Analysis of fibrotic responses in NHLF subjected to S1PR agonists and TGF-β1: myofibroblast transformation, ECM synthesis, and regulation of pro-fibrotic genes. A, NHLF were stimulated with TGF-β1 (5 ng/ml) or S1PR agonists (5 μm) for 72 h, and immunofluorescent staining was performed. Green, α-smooth muscle actin; blue, nuclei. B, NHLF were stimulated with TGF-β1 (20–5000 pg/ml) and S1PR agonists (20–5000 nm), and ECM synthesis was measured after 24 h with the [³H]proline incorporation assay. The data represent the means ± S.E. of three independent experiments. *, p < 0.05; ***, p < 0.001, one-way analysis of variance, Dunnett's post test. C, NHLF were stimulated with S1PR agonists (5000 nm) or TGF-β1 (5 ng/ml) for 24 h, proteins were isolated, and the expression of collagen I (col I), collagen III (col III), and fibronectin (fibron.) was analyzed by Western blotting. Equal protein amounts were confirmed by α/β-tubulin (α/β-tub.) analysis.

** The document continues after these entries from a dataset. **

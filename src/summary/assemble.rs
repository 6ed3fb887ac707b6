use once_cell::sync::Lazy;
use regex::Regex;
use std::collections::BTreeMap;

use super::types::{ContentBlock, FailedSection, PositionAnchor};
use crate::chunker::TextSection;
use crate::parser::{ChapterText, ExtractedImage};

static SECTION_MARKER: Lazy<Regex> = Lazy::new(|| Regex::new(r"<!--\s*section:(\d+)\s*-->").unwrap());

/// 带分段标记的摘要
pub fn mark_section(index: usize, summary: &str) -> String {
    format!("<!-- section:{} -->\n{}", index, summary.trim())
}

/// 按分段标记切分合并后的文本
///
/// 第一个标记之前的文字归入第一个出现的分段；同一分段出现多次时按出现顺序拼接。
/// 没有任何标记时返回 None
pub fn split_by_markers(text: &str) -> Option<BTreeMap<usize, String>> {
    let markers: Vec<(usize, usize, usize)> = SECTION_MARKER
        .captures_iter(text)
        .filter_map(|cap| {
            let whole = cap.get(0)?;
            let index = cap.get(1)?.as_str().parse::<usize>().ok()?;
            Some((index, whole.start(), whole.end()))
        })
        .collect();
    if markers.is_empty() {
        return None;
    }

    let mut parts: BTreeMap<usize, String> = BTreeMap::new();
    let preamble = text[..markers[0].1].trim();
    for (k, &(index, _, body_start)) in markers.iter().enumerate() {
        let body_end = markers.get(k + 1).map(|m| m.1).unwrap_or(text.len());
        let mut body = text[body_start..body_end].trim().to_string();
        if k == 0 && !preamble.is_empty() {
            body = format!("{}\n\n{}", preamble, body);
        }
        if body.is_empty() {
            continue;
        }
        let entry = parts.entry(index).or_default();
        if !entry.is_empty() {
            entry.push_str("\n\n");
        }
        entry.push_str(&body);
    }
    Some(parts)
}

/// 按 `## ` 标题切分文本，第一个标题之前的文字单独成块
pub fn split_by_headings(text: &str) -> Vec<String> {
    let mut chunks: Vec<String> = Vec::new();
    let mut current = String::new();
    for line in text.lines() {
        if line.starts_with("## ") && !current.trim().is_empty() {
            chunks.push(current.trim().to_string());
            current.clear();
        }
        current.push_str(line);
        current.push('\n');
    }
    if !current.trim().is_empty() {
        chunks.push(current.trim().to_string());
    }
    chunks
}

/// 章节内段落序号对应的位置锚点（页码 + 页内段落序号）
pub fn anchor_for(text: &ChapterText, paragraph: usize) -> Option<PositionAnchor> {
    let page = text.paragraphs.get(paragraph)?.page;
    let first = text.first_paragraph_on_page(page)?;
    Some(PositionAnchor {
        page,
        paragraph: Some(paragraph - first),
    })
}

/// 图片所在的章节段落序号
///
/// 页内段落序号超出该页段落数时取该页最后一段；图片所在页没有文字时取之前最近的段落
pub fn image_paragraph(text: &ChapterText, image: &ExtractedImage) -> Option<usize> {
    match text.first_paragraph_on_page(image.page) {
        Some(first) => {
            let last = text
                .paragraphs
                .iter()
                .rposition(|p| p.page == image.page)
                .unwrap_or(first);
            Some((first + image.paragraph.unwrap_or(0)).min(last))
        }
        None => text.paragraphs.iter().rposition(|p| p.page <= image.page),
    }
}

/// 图片归属的分段序号
pub fn owning_section(sections: &[TextSection], text: &ChapterText, image: &ExtractedImage) -> usize {
    let by_paragraph = image_paragraph(text, image)
        .and_then(|p| sections.iter().find(|s| s.contains_paragraph(p)));
    let by_page = || {
        sections
            .iter()
            .find(|s| image.page >= s.start_page && image.page <= s.end_page)
    };
    by_paragraph
        .or_else(by_page)
        .map(|s| s.index)
        .unwrap_or_else(|| sections.len().saturating_sub(1))
}

/// 已确定位置的图片块
#[derive(Debug, Clone)]
pub struct PlacedImage {
    pub owner: usize,
    pub page: u32,
    pub block: ContentBlock,
}

/// 章节的页码范围
#[derive(Debug, Clone, Copy)]
pub struct PageSpan {
    pub start: u32,
    pub end: u32,
}

impl PageSpan {
    fn pages(&self) -> u32 {
        self.end.saturating_sub(self.start) + 1
    }

    /// 页码在 `slots` 个等分位置中的序号
    fn slot(&self, page: u32, slots: usize) -> usize {
        if slots == 0 {
            return 0;
        }
        let offset = page.saturating_sub(self.start).min(self.pages() - 1) as usize;
        (offset * slots / self.pages() as usize).min(slots - 1)
    }
}

/// 把合并结果、失败分段和图片组装为按章节顺序排列的内容块
///
/// 有分段标记时严格按分段顺序输出，每个分段的图片紧跟在该分段文字之后；
/// 没有标记时按 `## ` 标题切分，图片与失败分段按页码比例插入
///
/// # 参数
/// - `merged`: 合并（或直接生成）得到的文本
/// - `sections`: 章节分段
/// - `failed`: 失败的分段
/// - `images`: 已描述的图片
/// - `span`: 章节页码范围
/// - `text`: 章节正文
pub fn assemble_blocks(
    merged: &str,
    sections: &[TextSection],
    failed: &[FailedSection],
    mut images: Vec<PlacedImage>,
    span: PageSpan,
    text: &ChapterText,
) -> Vec<ContentBlock> {
    images.sort_by_key(|img| img.page);
    let gap = |f: &FailedSection| ContentBlock::Gap {
        section_index: f.section_index,
        start_page: f.start_page,
        end_page: f.end_page,
        reason: f.reason.clone(),
    };

    if let Some(parts) = split_by_markers(merged) {
        let mut blocks = Vec::new();
        for section in sections {
            if let Some(f) = failed.iter().find(|f| f.section_index == section.index) {
                blocks.push(gap(f));
            } else if let Some(body) = parts.get(&section.index) {
                blocks.push(ContentBlock::Text {
                    text: body.clone(),
                    anchor: anchor_for(text, section.start_paragraph),
                });
            }
            blocks.extend(
                images
                    .iter()
                    .filter(|img| img.owner == section.index)
                    .map(|img| img.block.clone()),
            );
        }
        return blocks;
    }

    // 没有标记：按标题比例放置
    let chunks = split_by_headings(merged);
    let mut pending: Vec<(u32, ContentBlock)> = failed
        .iter()
        .map(|f| (f.start_page, gap(f)))
        .chain(images.into_iter().map(|img| (img.page, img.block)))
        .collect();
    pending.sort_by_key(|(page, _)| *page);

    let mut blocks = Vec::new();
    let slots = chunks.len();
    for (k, chunk) in chunks.into_iter().enumerate() {
        let page = span.start + (k as u32 * span.pages()) / slots as u32;
        blocks.push(ContentBlock::Text {
            text: chunk,
            anchor: Some(PositionAnchor { page, paragraph: None }),
        });
        blocks.extend(
            pending
                .iter()
                .filter(|(page, _)| span.slot(*page, slots) == k)
                .map(|(_, block)| block.clone()),
        );
    }
    if slots == 0 {
        blocks.extend(pending.into_iter().map(|(_, block)| block));
    }
    blocks
}
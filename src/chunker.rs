use serde::{Deserialize, Serialize};
use thiserror::Error;
use tracing::debug;

use crate::error::StudyError;
use crate::parser::ChapterText;

/// 段落之间的分隔符
const PARAGRAPH_SEPARATOR: &str = "\n\n";

/// 分段结果中的一段
#[derive(Debug, Clone, PartialEq, Serialize, Deserialize)]
pub struct TextSection {
    pub index: usize,
    /// 上下文行（章节标题 › 最近的小标题），不计入正文
    pub context: String,
    pub body: String,
    /// 覆盖的段落范围（章节内序号，含两端）
    pub start_paragraph: usize,
    pub end_paragraph: usize,
    pub start_page: u32,
    pub end_page: u32,
}

impl TextSection {
    pub fn char_count(&self) -> usize {
        self.body.chars().count()
    }

    pub fn contains_paragraph(&self, paragraph: usize) -> bool {
        paragraph >= self.start_paragraph && paragraph <= self.end_paragraph
    }
}

/// 单个句子超过分段上限，无法切分
#[derive(Error, Debug, Clone, PartialEq, Eq)]
#[error("章节 {chapter_index} 第 {paragraph_index} 段含有长度 {length} 的句子，超过分段上限 {budget}")]
pub struct ChunkingError {
    pub chapter_index: usize,
    pub paragraph_index: usize,
    pub length: usize,
    pub budget: usize,
}

impl From<ChunkingError> for StudyError {
    fn from(e: ChunkingError) -> Self {
        StudyError::Chunking {
            chapter_index: e.chapter_index,
            paragraph_index: e.paragraph_index,
            length: e.length,
            budget: e.budget,
        }
    }
}

/// 分段的最小单位：一个完整段落，或超长段落中的一组句子
struct Unit {
    text: String,
    paragraph: usize,
    page: u32,
    is_heading: bool,
}

impl Unit {
    fn len(&self) -> usize {
        self.text.chars().count()
    }
}

/// 把章节正文切分为不超过上限的分段
///
/// 只在段落边界处切分；单个段落超过上限时在句子边界处切分。
/// 分段末尾的标题移到下一段开头
///
/// # 参数
/// - `chapter_index`: 章节索引（用于错误信息）
/// - `chapter_title`: 章节标题（用于上下文行）
/// - `text`: 章节正文
/// - `budget`: 每段正文的最大字符数
///
/// # 返回
/// 按顺序排列的分段；单个句子超过上限时返回错误
pub fn chunk_chapter(
    chapter_index: usize,
    chapter_title: &str,
    text: &ChapterText,
    budget: usize,
) -> Result<Vec<TextSection>, ChunkingError> {
    let units = build_units(chapter_index, text, budget)?;

    let mut groups: Vec<Vec<Unit>> = Vec::new();
    let mut current: Vec<Unit> = Vec::new();
    let mut current_len = 0;

    for unit in units {
        let added = if current.is_empty() {
            unit.len()
        } else {
            PARAGRAPH_SEPARATOR.len() + unit.len()
        };
        if !current.is_empty() && current_len + added > budget {
            let mut carried = Vec::new();
            if current.len() > 1 && current.last().map(|u| u.is_heading).unwrap_or(false) {
                carried.extend(current.pop());
            }
            groups.push(std::mem::take(&mut current));
            current = carried;
            current_len = group_len(&current);
            // 带过来的标题加上新单元可能超限，此时标题单独成段
            if !current.is_empty() && current_len + PARAGRAPH_SEPARATOR.len() + unit.len() > budget {
                groups.push(std::mem::take(&mut current));
                current_len = 0;
            }
        }
        current_len += if current.is_empty() {
            unit.len()
        } else {
            PARAGRAPH_SEPARATOR.len() + unit.len()
        };
        current.push(unit);
    }
    if !current.is_empty() {
        groups.push(current);
    }

    let sections: Vec<TextSection> = groups
        .into_iter()
        .enumerate()
        .map(|(index, group)| to_section(index, chapter_title, text, group))
        .collect();

    debug!(
        "章节 {} 分为 {} 段（上限 {} 字符）",
        chapter_index,
        sections.len(),
        budget
    );
    Ok(sections)
}

fn group_len(units: &[Unit]) -> usize {
    let text: usize = units.iter().map(|u| u.len()).sum();
    text + PARAGRAPH_SEPARATOR.len() * units.len().saturating_sub(1)
}

fn build_units(chapter_index: usize, text: &ChapterText, budget: usize) -> Result<Vec<Unit>, ChunkingError> {
    let mut units = Vec::new();
    for (i, paragraph) in text.paragraphs.iter().enumerate() {
        let length = paragraph.text.chars().count();
        if length <= budget {
            units.push(Unit {
                text: paragraph.text.clone(),
                paragraph: i,
                page: paragraph.page,
                is_heading: paragraph.is_heading,
            });
            continue;
        }

        // 超长段落：按句子打包
        let mut piece = String::new();
        for sentence in split_sentences(&paragraph.text) {
            let sentence_len = sentence.chars().count();
            if sentence_len > budget {
                return Err(ChunkingError {
                    chapter_index,
                    paragraph_index: i,
                    length: sentence_len,
                    budget,
                });
            }
            let piece_len = piece.chars().count();
            if !piece.is_empty() && piece_len + 1 + sentence_len > budget {
                units.push(Unit {
                    text: std::mem::take(&mut piece),
                    paragraph: i,
                    page: paragraph.page,
                    is_heading: false,
                });
            }
            if !piece.is_empty() {
                piece.push(' ');
            }
            piece.push_str(sentence);
        }
        if !piece.is_empty() {
            units.push(Unit {
                text: piece,
                paragraph: i,
                page: paragraph.page,
                is_heading: false,
            });
        }
    }
    Ok(units)
}

/// 按句末标点切分句子，返回去掉首尾空白的句子
///
/// 中文句号等全角标点直接结束句子；半角标点后面必须是空白或文本结尾
pub fn split_sentences(text: &str) -> Vec<&str> {
    let chars: Vec<(usize, char)> = text.char_indices().collect();
    let mut sentences = Vec::new();
    let mut start = 0;

    for (k, &(i, c)) in chars.iter().enumerate() {
        let is_end = match c {
            '。' | '！' | '？' | '；' => true,
            '.' | '!' | '?' => chars.get(k + 1).map(|(_, next)| next.is_whitespace()).unwrap_or(true),
            _ => false,
        };
        if is_end {
            let end = i + c.len_utf8();
            sentences.push(&text[start..end]);
            start = end;
        }
    }
    if start < text.len() {
        sentences.push(&text[start..]);
    }

    sentences
        .into_iter()
        .map(str::trim)
        .filter(|s| !s.is_empty())
        .collect()
}

fn to_section(index: usize, chapter_title: &str, text: &ChapterText, group: Vec<Unit>) -> TextSection {
    let start_paragraph = group.first().map(|u| u.paragraph).unwrap_or(0);
    let end_paragraph = group.last().map(|u| u.paragraph).unwrap_or(start_paragraph);
    let start_page = group.first().map(|u| u.page).unwrap_or(0);
    let end_page = group.last().map(|u| u.page).unwrap_or(start_page);

    let heading = text.paragraphs[..=start_paragraph.min(text.paragraphs.len().saturating_sub(1))]
        .iter()
        .rev()
        .find(|p| p.is_heading)
        .map(|p| p.text.as_str());
    let context = match heading {
        Some(h) if h != chapter_title => format!("{} › {}", chapter_title, h),
        _ => chapter_title.to_string(),
    };

    let body = group
        .iter()
        .map(|u| u.text.as_str())
        .collect::<Vec<_>>()
        .join(PARAGRAPH_SEPARATOR);

    TextSection {
        index,
        context,
        body,
        start_paragraph,
        end_paragraph,
        start_page,
        end_page,
    }
}

#[cfg(test)]
mod tests {
    use super::*;
    use crate::parser::Paragraph;

    fn paragraph(text: &str, page: u32, is_heading: bool) -> Paragraph {
        Paragraph {
            text: text.to_string(),
            page,
            is_heading,
        }
    }

    fn normalize(text: &str) -> String {
        text.split_whitespace().collect::<Vec<_>>().join(" ")
    }

    fn assert_coverage(text: &ChapterText, sections: &[TextSection], budget: usize) {
        let joined = sections.iter().map(|s| s.body.as_str()).collect::<Vec<_>>().join(" ");
        assert_eq!(normalize(&joined), normalize(&text.text()));
        assert!(sections.iter().all(|s| s.char_count() <= budget));
        for (i, s) in sections.iter().enumerate() {
            assert_eq!(s.index, i);
        }
    }

    #[test]
    fn test_short_chapter_is_one_section() {
        let text = ChapterText {
            paragraphs: vec![paragraph("Pipes", 1, true), paragraph("A pipe connects two commands.", 1, false)],
        };
        let sections = chunk_chapter(0, "Chapter 6", &text, 1000).unwrap();

        assert_eq!(sections.len(), 1);
        assert_eq!(sections[0].context, "Chapter 6 › Pipes");
        assert_coverage(&text, &sections, 1000);
    }

    #[test]
    fn test_long_chapter_splits_at_paragraphs() {
        let paragraphs: Vec<Paragraph> = (0..40)
            .map(|i| paragraph(&format!("Paragraph {} talks about redirection and pipes in the shell.", i), 1 + i / 4, false))
            .collect();
        let text = ChapterText { paragraphs };
        let sections = chunk_chapter(2, "Chapter 3", &text, 300).unwrap();

        assert!(sections.len() > 5);
        assert_coverage(&text, &sections, 300);
        for pair in sections.windows(2) {
            assert_eq!(pair[0].end_paragraph + 1, pair[1].start_paragraph);
        }
        assert_eq!(sections.last().unwrap().end_page, 10);
    }

    #[test]
    fn test_oversized_paragraph_splits_at_sentences() {
        let long = "The shell expands wildcards before running a command. ".repeat(20);
        let text = ChapterText {
            paragraphs: vec![paragraph("Intro.", 1, false), paragraph(long.trim(), 1, false)],
        };
        let sections = chunk_chapter(0, "Chapter 1", &text, 200).unwrap();

        assert!(sections.len() > 1);
        assert_coverage(&text, &sections, 200);
        assert!(sections.iter().skip(1).all(|s| s.start_paragraph == 1));
    }

    #[test]
    fn test_sentence_longer_than_budget_is_error() {
        let text = ChapterText {
            paragraphs: vec![paragraph("ok", 1, false), paragraph(&"x".repeat(500), 2, false)],
        };
        let err = chunk_chapter(4, "Chapter 5", &text, 100).unwrap_err();
        assert_eq!(
            err,
            ChunkingError {
                chapter_index: 4,
                paragraph_index: 1,
                length: 500,
                budget: 100,
            }
        );
        assert!(matches!(StudyError::from(err), StudyError::Chunking { chapter_index: 4, .. }));
    }

    #[test]
    fn test_trailing_heading_moves_to_next_section() {
        let body = "b".repeat(80);
        let text = ChapterText {
            paragraphs: vec![
                paragraph(&body, 1, false),
                paragraph("Next Topic", 1, true),
                paragraph(&body, 2, false),
            ],
        };
        let sections = chunk_chapter(0, "Chapter 1", &text, 100).unwrap();

        assert_eq!(sections.len(), 2);
        assert_eq!(sections[0].end_paragraph, 0);
        assert!(sections[1].body.starts_with("Next Topic"));
        assert_eq!(sections[1].context, "Chapter 1 › Next Topic");
        assert_coverage(&text, &sections, 100);
    }

    #[test]
    fn test_empty_chapter_has_no_sections() {
        let sections = chunk_chapter(0, "Empty", &ChapterText::default(), 100).unwrap();
        assert!(sections.is_empty());
    }

    #[test]
    fn test_split_sentences() {
        let sentences = split_sentences("Run ls. Then run cd! Version 1.2 works?  第一句。第二句");
        assert_eq!(sentences, vec!["Run ls.", "Then run cd!", "Version 1.2 works?", "第一句。", "第二句"]);
    }
}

D, NHLF were stimulated with S1PR agonists (78–5000 nm) or TGF-β1 (78–5000 pg/ml) for 24 h, proteins were isolated, and the expression of fibronectin was analyzed by Western blotting (left panel). The fibronectin expression was quantified and normalized against α/β-tubulin and expressed as fold induction over control (dashed line, right panel). The data in C and D show representative experiments (n = 3). E, qPCR of pro-fibrotic genes after stimulation of NHLF with TGF-β1 (78–5000 pg/ml) or S1PR agonists (78–5000 nm) for 8 h. Normalization was performed using B2M, HPRT1, 18 S, and PPIA, which were selected by GENORM application (43). The data are the means ± S.E. of two independent experiments. Dashed lines show the control level of gene expression.